> [Data records]
————
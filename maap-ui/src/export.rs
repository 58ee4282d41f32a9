//! Export renderings of a single analysis record
//!
//! Two formats, both pure formatting over `labeled_fields()`:
//! - Flat text: one `Label: value` line per field, fixed field order.
//! - Paginated document: a title block followed by label/value pairs split
//!   across numbered pages.
//!
//! Absent values render as an em dash, matching the quick-view display.

use chrono::Local;
use maap_common::AnalysisRecord;

/// Rendering for a field with no value
const PLACEHOLDER: &str = "—";

/// Default number of label/value lines per document page
pub const DEFAULT_LINES_PER_PAGE: usize = 18;

/// Render a record as flat text: one `Label: value` line per field, in the
/// fixed display order.
pub fn flat_text(record: &AnalysisRecord) -> String {
    let mut out = String::new();
    for (label, value) in record.labeled_fields() {
        out.push_str(label);
        out.push_str(": ");
        out.push_str(value.unwrap_or(PLACEHOLDER));
        out.push('\n');
    }
    out
}

/// A paginated document rendering of one record
#[derive(Debug, Clone, PartialEq, Eq)]
pub struct RecordDocument {
    title: String,
    subtitle: String,
    generated: String,
    pages: Vec<Vec<String>>,
}

impl RecordDocument {
    /// Build a document from a record, splitting the field lines into pages
    /// of at most `lines_per_page` entries (minimum 1).
    pub fn build(record: &AnalysisRecord, lines_per_page: usize) -> Self {
        let lines_per_page = lines_per_page.max(1);

        let title = format!(
            "Audio Analysis Report — {}",
            record.student_id.as_deref().unwrap_or("Unnamed")
        );
        let subtitle = format!(
            "File: {}",
            record.audio_file.as_deref().unwrap_or(PLACEHOLDER)
        );
        let generated = format!(
            "Generated: {}",
            Local::now().format("%Y-%m-%d %H:%M:%S")
        );

        let lines: Vec<String> = record
            .labeled_fields()
            .iter()
            .map(|(label, value)| format!("{}: {}", label, value.unwrap_or(PLACEHOLDER)))
            .collect();

        let pages = lines
            .chunks(lines_per_page)
            .map(|chunk| chunk.to_vec())
            .collect();

        Self {
            title,
            subtitle,
            generated,
            pages,
        }
    }

    pub fn page_count(&self) -> usize {
        self.pages.len()
    }

    /// Render the document: title block on the first page, then the
    /// label/value pages, each with a `Page i of n` header.
    pub fn render(&self) -> String {
        let total = self.pages.len();
        let mut out = String::new();

        out.push_str(&self.title);
        out.push('\n');
        out.push_str(&self.subtitle);
        out.push('\n');
        out.push_str(&self.generated);
        out.push('\n');

        for (i, page) in self.pages.iter().enumerate() {
            out.push('\n');
            out.push_str(&format!("--- Page {} of {} ---\n", i + 1, total));
            for line in page {
                out.push_str(line);
                out.push('\n');
            }
        }
        out
    }
}
//! # MAAP Common Library
//!
//! Shared code for the Mentoring Audio Analysis Portal:
//! - Error types
//! - Configuration loading (TOML + environment + CLI)
//! - The analysis record model returned by the remote record store

pub mod config;
pub mod error;
pub mod record;

pub use config::PortalConfig;
pub use error::{Error, Result};
pub use record::AnalysisRecord;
————
> [Work item] Search the data for the word "const" and copy each line where it appears.

> [Output of the task]
const PLACEHOLDER: &str = "—";
pub const DEFAULT_LINES_PER_PAGE: usize = 18;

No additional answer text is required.